O caso envolvendo o irmão de Luciana Gimenez, Marco Antonio Gimenez, acusado de agredir a própria mãe, Vera Gimenez, reacendeu discussões sobre violência no ambiente familiar e suas implicações legais. Diante da repercussão, especialistas explicam quais medidas podem ser adotadas pela Justiça em situações como essa.
Segundo Fernando Viggiano, advogado especializado em Direito de Família e Criminal, a responsabilização penal é possível caso a agressão seja comprovada. "Caso reste efetivamente demonstrada a prática de agressão física ou psicológica contra a própria mãe, o autor poderá responder por crimes como lesão corporal, ameaça ou outros previstos no Código Penal", explica.
O especialista destaca ainda que, dependendo do caso, a prisão pode ser uma medida adotada pelas autoridades. "Em situações de violência doméstica, pode haver prisão em flagrante ou até mesmo pedido de prisão preventiva, especialmente quando há risco à integridade da vítima ou possibilidade de novos episódios de agressão", afirma.

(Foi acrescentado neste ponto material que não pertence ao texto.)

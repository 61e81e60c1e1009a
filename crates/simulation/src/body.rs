//! Runtime state for each body, built once from the catalog.

use engine_core::Transform;
use glam::{Quat, Vec3};
use rand::Rng;
use std::f32::consts::{FRAC_PI_2, TAU};

use crate::catalog::{BodyDescriptor, BodyId};
use crate::integrator;

/// Moon orbit radius around its planet, independent of planet size or distance.
pub const MOON_ORBIT_RADIUS: f32 = 1.0;
/// Visual radius of a moon.
pub const MOON_RADIUS: f32 = 0.1;
pub const RING_INNER_RADIUS: f32 = 0.6;
pub const RING_OUTER_RADIUS: f32 = 1.2;
pub const RING_SEGMENTS: u32 = 64;

#[derive(Debug, Clone, Copy, PartialEq, Eq)]
pub enum BodyKind {
    Star,
    Planet,
}

/// A moon circling its planet at a fixed radius.
#[derive(Debug, Clone, PartialEq)]
pub struct MoonState {
    /// Phase in `[0, 2π)`, independent of the planet's orbital angle.
    pub angle: f32,
    pub orbit_radius: f32,
    pub radius: f32,
    pub transform: Transform,
}

/// A flat ring that translates with its planet and keeps its creation tilt.
#[derive(Debug, Clone, PartialEq)]
pub struct RingState {
    pub inner_radius: f32,
    pub outer_radius: f32,
    pub segments: u32,
    /// Rendered from both faces.
    pub double_sided: bool,
    pub transform: Transform,
}

impl RingState {
    fn new(position: Vec3) -> Self {
        Self {
            inner_radius: RING_INNER_RADIUS,
            outer_radius: RING_OUTER_RADIUS,
            segments: RING_SEGMENTS,
            double_sided: true,
            transform: Transform::from_position_rotation(position, Quat::from_rotation_x(FRAC_PI_2)),
        }
    }
}

/// Star or planet with its mutable orbital state.
#[derive(Debug, Clone, PartialEq)]
pub struct Body {
    pub id: BodyId,
    pub kind: BodyKind,
    pub mean_distance: f32,
    pub angular_speed: f32,
    pub eccentricity: f32,
    pub radius: f32,
    /// Orbital angle in `[0, 2π)`.
    pub current_angle: f32,
    /// Self-rotation about the body's axis in `[0, 2π)`.
    pub spin_angle: f32,
    pub transform: Transform,
    pub ring: Option<RingState>,
    pub moon: Option<MoonState>,
}

impl Body {
    /// The immobile star at the origin.
    pub fn star(descriptor: &BodyDescriptor) -> Self {
        Self {
            id: descriptor.id.clone(),
            kind: BodyKind::Star,
            mean_distance: 0.0,
            angular_speed: 0.0,
            eccentricity: 0.0,
            radius: descriptor.radius,
            current_angle: 0.0,
            spin_angle: 0.0,
            transform: Transform::from_position(Vec3::ZERO).with_uniform_scale(descriptor.radius),
            ring: None,
            moon: None,
        }
    }

    /// A planet with independent random orbital and moon phases, already placed.
    pub fn planet<R: Rng + ?Sized>(descriptor: &BodyDescriptor, star_position: Vec3, rng: &mut R) -> Self {
        let current_angle = integrator::wrap_angle(rng.gen::<f32>() * TAU);
        let moon = descriptor.has_moon.then(|| MoonState {
            angle: integrator::wrap_angle(rng.gen::<f32>() * TAU),
            orbit_radius: MOON_ORBIT_RADIUS,
            radius: MOON_RADIUS,
            transform: Transform::default().with_uniform_scale(MOON_RADIUS),
        });
        let ring = descriptor.has_ring.then(|| RingState::new(Vec3::ZERO));

        let mut body = Self {
            id: descriptor.id.clone(),
            kind: BodyKind::Planet,
            mean_distance: descriptor.mean_distance,
            angular_speed: descriptor.angular_speed,
            eccentricity: descriptor.eccentricity,
            radius: descriptor.radius,
            current_angle,
            spin_angle: 0.0,
            transform: Transform::default().with_uniform_scale(descriptor.radius),
            ring,
            moon,
        };
        integrator::place(&mut body, star_position);
        body
    }

    pub fn is_star(&self) -> bool {
        self.kind == BodyKind::Star
    }

    pub fn position(&self) -> Vec3 {
        self.transform.position
    }
}

#[cfg(test)]
mod tests {
    use super::*;
    use rand::rngs::StdRng;
    use rand::SeedableRng;

    #[test]
    fn sub_records_follow_capability_flags() {
        let mut rng = StdRng::seed_from_u64(1);
        let plain = Body::planet(&BodyDescriptor::planet("Mars", 10.0, 0.01), Vec3::ZERO, &mut rng);
        let ringed = Body::planet(&BodyDescriptor::planet("Saturn", 18.0, 0.007).with_ring(), Vec3::ZERO, &mut rng);
        let mooned = Body::planet(&BodyDescriptor::planet("Earth", 8.0, 0.02).with_moon(), Vec3::ZERO, &mut rng);
        assert!(plain.ring.is_none() && plain.moon.is_none());
        assert!(ringed.ring.is_some() && ringed.moon.is_none());
        assert!(mooned.moon.is_some() && mooned.ring.is_none());
    }

    #[test]
    fn planet_starts_placed_on_its_orbit() {
        let mut rng = StdRng::seed_from_u64(9);
        let body = Body::planet(&BodyDescriptor::planet("Venus", 6.5, 0.015).with_eccentricity(0.0), Vec3::ZERO, &mut rng);
        assert!((0.0..TAU).contains(&body.current_angle));
        assert!((body.position().length() - 6.5).abs() < 1e-4);
    }

    #[test]
    fn initial_phases_are_independent() {
        let mut rng = StdRng::seed_from_u64(5);
        let desc = BodyDescriptor::planet("Earth", 8.0, 0.02).with_moon();
        let a = Body::planet(&desc, Vec3::ZERO, &mut rng);
        let b = Body::planet(&desc, Vec3::ZERO, &mut rng);
        assert_ne!(a.current_angle, b.current_angle);
        let moon = a.moon.as_ref().unwrap();
        assert_ne!(moon.angle, a.current_angle);
    }

    #[test]
    fn star_sits_at_origin() {
        let star = Body::star(&BodyDescriptor::star("Sun"));
        assert!(star.is_star());
        assert_eq!(star.position(), Vec3::ZERO);
    }
}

Além da esfera criminal, o caso também pode ser enquadrado na Lei Maria da Penha, mesmo não envolvendo relação amorosa. "A lei não se limita a casais. Ela também se aplica a situações de violência no âmbito familiar, como no caso de um filho que agride a própria mãe", esclarece o advogado.
Nesses casos, a vítima pode solicitar medidas protetivas de urgência. "É possível determinar o afastamento imediato do agressor do lar, proibição de contato e outras medidas para garantir a segurança física e psicológica da vítima", pontua.
Por fim, o especialista reforça que a legislação brasileira prevê mecanismos rápidos para interromper ciclos de violência dentro de casa. "A prioridade é sempre proteger a vítima e evitar que novas agressões aconteçam", conclui.